START Data in this exercise

use rand::rngs::StdRng;
use rand::SeedableRng;
use rsa_zk::hash::primality::is_prob_prime;
use rsa_zk::ring::{GaussianInt, HurwitzInt};
use rsa_zk::util::{int, random_bits};
use rsa_zk::{lagrange_four_squares, Config, Error, SquareDecomposer};
use rug::Integer;

#[test]
fn test_four_squares_zero_through_eight() {
  let d = SquareDecomposer::new(Config::default());
  let mut rng = StdRng::seed_from_u64(200);
  for n in 0..=8 {
    let n = int(n);
    let f = d.four_squares(&n, &mut rng).unwrap();
    assert_eq!(f.sum_of_squares(), n);
    let values = f.values();
    assert!(values.windows(2).all(|w| w[0] >= w[1]));
  }
}

#[test]
fn test_four_squares_random_inputs() {
  let d = SquareDecomposer::new(Config::default());
  let mut rng = StdRng::seed_from_u64(201);
  for bits in [16u32, 64, 256, 1024] {
    let n = random_bits(&mut rng, bits).unwrap();
    assert_eq!(d.four_squares(&n, &mut rng).unwrap().sum_of_squares(), n);
    assert_eq!(d.four_squares_large(&n, &mut rng).unwrap().sum_of_squares(), n);
  }
}

#[test]
fn test_four_squares_of_large_prime() {
  // 2^521 - 1 is a Mersenne prime (3 mod 4); 2^255 - 19 is prime and 1 mod 4.
  let mersenne = Integer::from(Integer::u_pow_u(2, 521)) - 1u32;
  let curve = Integer::from(Integer::u_pow_u(2, 255)) - 19u32;
  for p in [mersenne, curve] {
    assert!(is_prob_prime(&p, 30));
    assert_eq!(lagrange_four_squares(&p).unwrap().sum_of_squares(), p);
  }
}

#[test]
fn test_decomposers_are_independent() {
  let a = SquareDecomposer::new(Config::default());
  let b = SquareDecomposer::new(Config::default());
  let mut rng = StdRng::seed_from_u64(202);
  let n = (int(1) << 100u32) + 1u32;
  a.four_squares(&n, &mut rng).unwrap();
  assert!(!a.primes().is_empty());
  assert!(b.primes().is_empty());
}

#[test]
fn test_negative_input() {
  assert!(matches!(
    lagrange_four_squares(&int(-10)),
    Err(Error::PreconditionViolation(_))
  ));
}

#[test]
fn test_two_and_three_squares() {
  let d = SquareDecomposer::new(Config::default());
  let mut rng = StdRng::seed_from_u64(203);
  let p = int(1_000_000_009);
  let (a, b) = d.two_squares_prime(&p, &mut rng).unwrap();
  assert_eq!(Integer::from(a.square_ref()) + Integer::from(b.square_ref()), p);

  let n = (int(1) << 512u32) + 13u32;
  let three = d.three_squares_racing(&n, &mut rng).unwrap();
  assert_eq!(three.sum_of_squares(), n);
  assert!(d.three_squares(&int(7), &mut rng).is_err());
}

#[test]
fn test_gaussian_gcd_splits_prime() {
  // 5^2 = -1 mod 13, so gcd(5 + i, 13) is a prime of norm 13.
  let d = GaussianInt::from_ints(5, 1).gcd(&GaussianInt::from_ints(13, 0));
  assert_eq!(d.norm(), 13);
  assert!(d.divides(&GaussianInt::from_ints(13, 0)));
}

#[test]
fn test_hurwitz_gcrd_has_expected_norm() {
  // 3^2 + 2^2 + 1 = 14 = 2 * 7, so gcrd(3 + 2i + j, 7) has norm 7.
  let alpha = HurwitzInt::from_ints(3, 2, 1, 0);
  let gamma = alpha.gcrd(&HurwitzInt::from_ints(7, 0, 0, 0));
  assert_eq!(gamma.norm(), 7);
  let lipschitz = gamma.to_lipschitz();
  let squares: Integer = lipschitz
    .to_ints()
    .unwrap()
    .iter()
    .map(|x| Integer::from(x.square_ref()))
    .sum();
  assert_eq!(squares, 7);
}
//! Error types shared by every module.
use thiserror::Error;

pub type Result<T> = std::result::Result<T, Error>;

/// Failed randomized trials (a composite prime candidate, an unlucky witness) are retried
/// internally and never show up here. Verifiers return `bool` rather than an `Error`.
#[derive(Debug, Error)]
pub enum Error {
  /// Malformed input: non-positive modulus, negative exponent, wrong residue class, etc.
  #[error("precondition violated: {0}")]
  PreconditionViolation(String),

  #[error("entropy source failed: {0}")]
  RandomnessExhausted(String),

  /// The caller-supplied trial budget ran out before a randomized search succeeded.
  #[error("randomized search gave up after {0} trials")]
  TrialsExhausted(u64),

  #[error("generated value failed its self-check: {0}")]
  VerificationFailed(&'static str),

  #[error("witness does not open the accumulator")]
  BadWitness,

  #[error("inputs are not coprime")]
  InputsNotCoprime,
}

impl Error {
  pub(crate) fn precondition<S: Into<String>>(msg: S) -> Self {
    Error::PreconditionViolation(msg.into())
  }
}

impl From<rand::Error> for Error {
  fn from(err: rand::Error) -> Self {
    Error::RandomnessExhausted(err.to_string())
  }
}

END Data in this exercise

The problem: Set down exactly the line with "fn from(err: rand::Error)" and each line after it up to the end of the records, adding nothing.

Output for this task:
  fn from(err: rand::Error) -> Self {
    Error::RandomnessExhausted(err.to_string())
  }
}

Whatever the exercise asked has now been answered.